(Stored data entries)

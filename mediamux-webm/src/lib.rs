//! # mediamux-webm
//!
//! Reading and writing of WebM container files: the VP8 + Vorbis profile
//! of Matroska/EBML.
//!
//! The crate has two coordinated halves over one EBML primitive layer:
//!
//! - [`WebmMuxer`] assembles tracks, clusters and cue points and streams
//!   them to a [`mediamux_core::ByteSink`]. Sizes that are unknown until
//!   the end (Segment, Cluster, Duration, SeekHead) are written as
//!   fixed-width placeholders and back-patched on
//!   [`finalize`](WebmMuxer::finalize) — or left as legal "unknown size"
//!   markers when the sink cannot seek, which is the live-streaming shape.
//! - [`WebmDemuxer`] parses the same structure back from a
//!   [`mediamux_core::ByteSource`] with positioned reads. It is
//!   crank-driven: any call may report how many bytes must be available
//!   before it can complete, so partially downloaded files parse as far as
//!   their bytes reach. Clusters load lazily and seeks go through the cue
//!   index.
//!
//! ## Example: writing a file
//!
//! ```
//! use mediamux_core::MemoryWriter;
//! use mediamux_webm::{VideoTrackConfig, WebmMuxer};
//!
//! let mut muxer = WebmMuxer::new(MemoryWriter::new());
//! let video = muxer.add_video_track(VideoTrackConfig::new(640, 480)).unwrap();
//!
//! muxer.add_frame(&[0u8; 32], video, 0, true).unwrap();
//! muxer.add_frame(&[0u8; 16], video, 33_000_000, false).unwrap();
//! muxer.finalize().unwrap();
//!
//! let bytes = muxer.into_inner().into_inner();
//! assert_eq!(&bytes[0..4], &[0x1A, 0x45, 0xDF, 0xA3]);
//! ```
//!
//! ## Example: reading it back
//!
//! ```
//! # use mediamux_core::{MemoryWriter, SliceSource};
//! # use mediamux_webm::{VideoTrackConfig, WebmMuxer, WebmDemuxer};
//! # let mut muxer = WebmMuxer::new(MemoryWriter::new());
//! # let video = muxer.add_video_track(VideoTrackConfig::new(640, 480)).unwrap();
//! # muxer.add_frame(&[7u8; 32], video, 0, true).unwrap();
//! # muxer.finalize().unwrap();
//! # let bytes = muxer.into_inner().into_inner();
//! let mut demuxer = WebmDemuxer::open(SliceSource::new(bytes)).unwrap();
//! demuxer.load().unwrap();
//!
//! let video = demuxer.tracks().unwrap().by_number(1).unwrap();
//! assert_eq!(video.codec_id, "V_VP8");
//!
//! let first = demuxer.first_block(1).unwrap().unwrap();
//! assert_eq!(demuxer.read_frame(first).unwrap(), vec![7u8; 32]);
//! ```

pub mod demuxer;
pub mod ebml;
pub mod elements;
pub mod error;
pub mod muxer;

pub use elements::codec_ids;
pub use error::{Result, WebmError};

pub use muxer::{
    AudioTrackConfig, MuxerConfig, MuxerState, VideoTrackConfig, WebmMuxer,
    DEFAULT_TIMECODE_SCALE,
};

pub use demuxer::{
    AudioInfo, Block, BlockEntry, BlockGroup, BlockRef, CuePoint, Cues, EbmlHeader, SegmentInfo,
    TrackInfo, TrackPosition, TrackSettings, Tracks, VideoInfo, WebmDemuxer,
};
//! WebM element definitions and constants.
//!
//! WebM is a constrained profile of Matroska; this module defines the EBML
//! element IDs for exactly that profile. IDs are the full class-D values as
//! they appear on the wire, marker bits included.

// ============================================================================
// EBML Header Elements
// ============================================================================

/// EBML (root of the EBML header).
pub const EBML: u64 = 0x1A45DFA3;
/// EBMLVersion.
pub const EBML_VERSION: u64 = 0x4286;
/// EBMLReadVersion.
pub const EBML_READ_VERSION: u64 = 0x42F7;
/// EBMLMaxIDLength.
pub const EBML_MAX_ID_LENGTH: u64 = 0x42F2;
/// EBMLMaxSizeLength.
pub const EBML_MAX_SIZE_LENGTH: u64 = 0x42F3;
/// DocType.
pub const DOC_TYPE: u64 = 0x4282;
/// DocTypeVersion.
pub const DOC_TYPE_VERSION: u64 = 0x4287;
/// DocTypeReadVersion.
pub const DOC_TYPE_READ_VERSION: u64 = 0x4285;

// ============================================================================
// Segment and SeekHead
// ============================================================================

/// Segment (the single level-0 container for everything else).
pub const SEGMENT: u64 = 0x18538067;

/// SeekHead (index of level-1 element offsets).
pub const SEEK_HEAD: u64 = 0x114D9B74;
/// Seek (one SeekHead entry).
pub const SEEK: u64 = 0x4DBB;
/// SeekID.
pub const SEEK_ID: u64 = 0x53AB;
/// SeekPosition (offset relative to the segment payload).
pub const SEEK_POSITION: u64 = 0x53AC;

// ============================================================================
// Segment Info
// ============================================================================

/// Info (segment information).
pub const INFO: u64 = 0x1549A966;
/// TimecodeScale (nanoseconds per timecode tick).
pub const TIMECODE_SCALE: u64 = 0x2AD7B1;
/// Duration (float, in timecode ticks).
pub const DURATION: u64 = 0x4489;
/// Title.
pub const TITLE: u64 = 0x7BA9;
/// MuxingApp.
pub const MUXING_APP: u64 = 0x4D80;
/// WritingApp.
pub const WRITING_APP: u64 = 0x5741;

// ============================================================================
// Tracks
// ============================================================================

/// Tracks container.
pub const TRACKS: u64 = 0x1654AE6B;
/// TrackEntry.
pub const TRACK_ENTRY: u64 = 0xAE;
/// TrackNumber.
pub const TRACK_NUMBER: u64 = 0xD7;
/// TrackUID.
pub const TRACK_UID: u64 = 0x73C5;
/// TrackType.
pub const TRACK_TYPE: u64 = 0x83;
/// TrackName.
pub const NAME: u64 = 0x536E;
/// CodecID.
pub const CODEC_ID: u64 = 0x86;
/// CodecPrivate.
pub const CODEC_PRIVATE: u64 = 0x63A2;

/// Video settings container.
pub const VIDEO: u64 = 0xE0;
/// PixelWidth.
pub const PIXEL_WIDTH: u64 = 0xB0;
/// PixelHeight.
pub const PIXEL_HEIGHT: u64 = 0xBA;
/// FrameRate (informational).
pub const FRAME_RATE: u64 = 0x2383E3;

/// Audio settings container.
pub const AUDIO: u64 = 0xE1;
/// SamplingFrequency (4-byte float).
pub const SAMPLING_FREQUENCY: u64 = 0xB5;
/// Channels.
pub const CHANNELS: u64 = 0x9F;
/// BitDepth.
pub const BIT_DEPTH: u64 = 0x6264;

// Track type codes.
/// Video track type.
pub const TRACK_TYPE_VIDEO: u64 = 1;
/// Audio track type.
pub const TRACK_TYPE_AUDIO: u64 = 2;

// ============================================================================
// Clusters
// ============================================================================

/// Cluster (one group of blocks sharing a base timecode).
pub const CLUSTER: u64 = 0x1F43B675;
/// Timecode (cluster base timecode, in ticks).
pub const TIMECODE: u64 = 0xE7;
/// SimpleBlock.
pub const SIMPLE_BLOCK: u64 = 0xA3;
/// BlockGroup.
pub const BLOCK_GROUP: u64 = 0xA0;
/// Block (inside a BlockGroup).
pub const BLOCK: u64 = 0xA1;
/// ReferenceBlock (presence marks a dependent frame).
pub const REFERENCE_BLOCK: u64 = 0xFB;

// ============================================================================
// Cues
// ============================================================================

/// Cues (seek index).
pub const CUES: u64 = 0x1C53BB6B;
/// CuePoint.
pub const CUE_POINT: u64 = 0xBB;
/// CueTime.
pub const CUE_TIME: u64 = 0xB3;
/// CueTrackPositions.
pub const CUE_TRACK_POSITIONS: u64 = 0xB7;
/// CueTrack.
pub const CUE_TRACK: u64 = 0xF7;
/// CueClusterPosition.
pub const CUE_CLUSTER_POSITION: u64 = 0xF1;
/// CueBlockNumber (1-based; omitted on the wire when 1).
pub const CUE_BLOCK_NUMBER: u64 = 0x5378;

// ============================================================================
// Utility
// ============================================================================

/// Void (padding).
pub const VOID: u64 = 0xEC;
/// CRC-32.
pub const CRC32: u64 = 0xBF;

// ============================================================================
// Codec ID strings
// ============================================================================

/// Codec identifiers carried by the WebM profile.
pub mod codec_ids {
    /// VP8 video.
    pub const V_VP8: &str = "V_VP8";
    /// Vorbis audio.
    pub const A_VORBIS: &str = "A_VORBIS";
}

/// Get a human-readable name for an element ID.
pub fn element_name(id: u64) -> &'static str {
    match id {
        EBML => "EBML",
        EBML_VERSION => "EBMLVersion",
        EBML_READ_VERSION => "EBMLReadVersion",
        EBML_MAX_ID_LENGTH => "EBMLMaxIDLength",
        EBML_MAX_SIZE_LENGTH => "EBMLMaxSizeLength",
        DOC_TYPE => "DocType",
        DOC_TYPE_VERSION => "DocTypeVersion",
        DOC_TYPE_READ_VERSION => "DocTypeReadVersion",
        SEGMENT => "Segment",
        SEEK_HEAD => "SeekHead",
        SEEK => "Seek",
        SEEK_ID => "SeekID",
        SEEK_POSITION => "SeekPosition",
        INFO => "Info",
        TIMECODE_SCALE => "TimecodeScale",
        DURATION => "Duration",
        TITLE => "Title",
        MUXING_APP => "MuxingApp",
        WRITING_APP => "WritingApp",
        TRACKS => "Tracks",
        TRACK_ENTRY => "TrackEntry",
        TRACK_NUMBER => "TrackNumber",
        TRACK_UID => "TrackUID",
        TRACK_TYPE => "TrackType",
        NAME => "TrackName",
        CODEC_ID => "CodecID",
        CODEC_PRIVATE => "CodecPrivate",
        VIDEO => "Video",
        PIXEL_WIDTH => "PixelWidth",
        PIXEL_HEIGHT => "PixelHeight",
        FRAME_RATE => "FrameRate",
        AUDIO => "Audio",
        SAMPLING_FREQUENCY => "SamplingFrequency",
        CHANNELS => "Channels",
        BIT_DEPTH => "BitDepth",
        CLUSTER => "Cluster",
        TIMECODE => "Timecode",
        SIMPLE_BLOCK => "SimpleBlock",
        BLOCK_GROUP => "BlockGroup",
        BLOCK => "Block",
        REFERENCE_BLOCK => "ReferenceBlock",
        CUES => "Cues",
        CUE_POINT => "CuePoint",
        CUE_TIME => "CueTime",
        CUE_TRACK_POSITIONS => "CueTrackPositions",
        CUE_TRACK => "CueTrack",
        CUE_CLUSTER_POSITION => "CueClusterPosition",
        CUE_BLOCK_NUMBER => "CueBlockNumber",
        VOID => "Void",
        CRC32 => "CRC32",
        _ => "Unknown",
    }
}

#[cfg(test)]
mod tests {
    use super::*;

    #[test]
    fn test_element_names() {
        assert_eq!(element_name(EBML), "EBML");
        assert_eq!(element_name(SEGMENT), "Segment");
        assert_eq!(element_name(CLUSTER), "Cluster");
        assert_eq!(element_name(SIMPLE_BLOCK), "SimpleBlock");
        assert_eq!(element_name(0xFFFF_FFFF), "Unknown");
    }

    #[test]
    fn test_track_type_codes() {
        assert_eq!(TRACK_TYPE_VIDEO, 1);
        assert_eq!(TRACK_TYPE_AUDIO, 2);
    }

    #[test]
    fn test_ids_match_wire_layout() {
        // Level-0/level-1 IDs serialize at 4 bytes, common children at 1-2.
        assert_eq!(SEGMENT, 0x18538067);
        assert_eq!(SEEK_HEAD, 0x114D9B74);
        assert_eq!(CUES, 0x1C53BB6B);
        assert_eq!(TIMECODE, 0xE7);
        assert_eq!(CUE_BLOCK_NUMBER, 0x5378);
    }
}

» Exercise directions
Please set down again, word for word, only the lines from the start of the entries through the line with "back from a", both ends included.

» Response area
filename mediamux-webm/src/lib.rs
//! # mediamux-webm
//!
//! Reading and writing of WebM container files: the VP8 + Vorbis profile
//! of Matroska/EBML.
//!
//! The crate has two coordinated halves over one EBML primitive layer:
//!
//! - [`WebmMuxer`] assembles tracks, clusters and cue points and streams
//!   them to a [`mediamux_core::ByteSink`]. Sizes that are unknown until
//!   the end (Segment, Cluster, Duration, SeekHead) are written as
//!   fixed-width placeholders and back-patched on
//!   [`finalize`](WebmMuxer::finalize) — or left as legal "unknown size"
//!   markers when the sink cannot seek, which is the live-streaming shape.
//! - [`WebmDemuxer`] parses the same structure back from a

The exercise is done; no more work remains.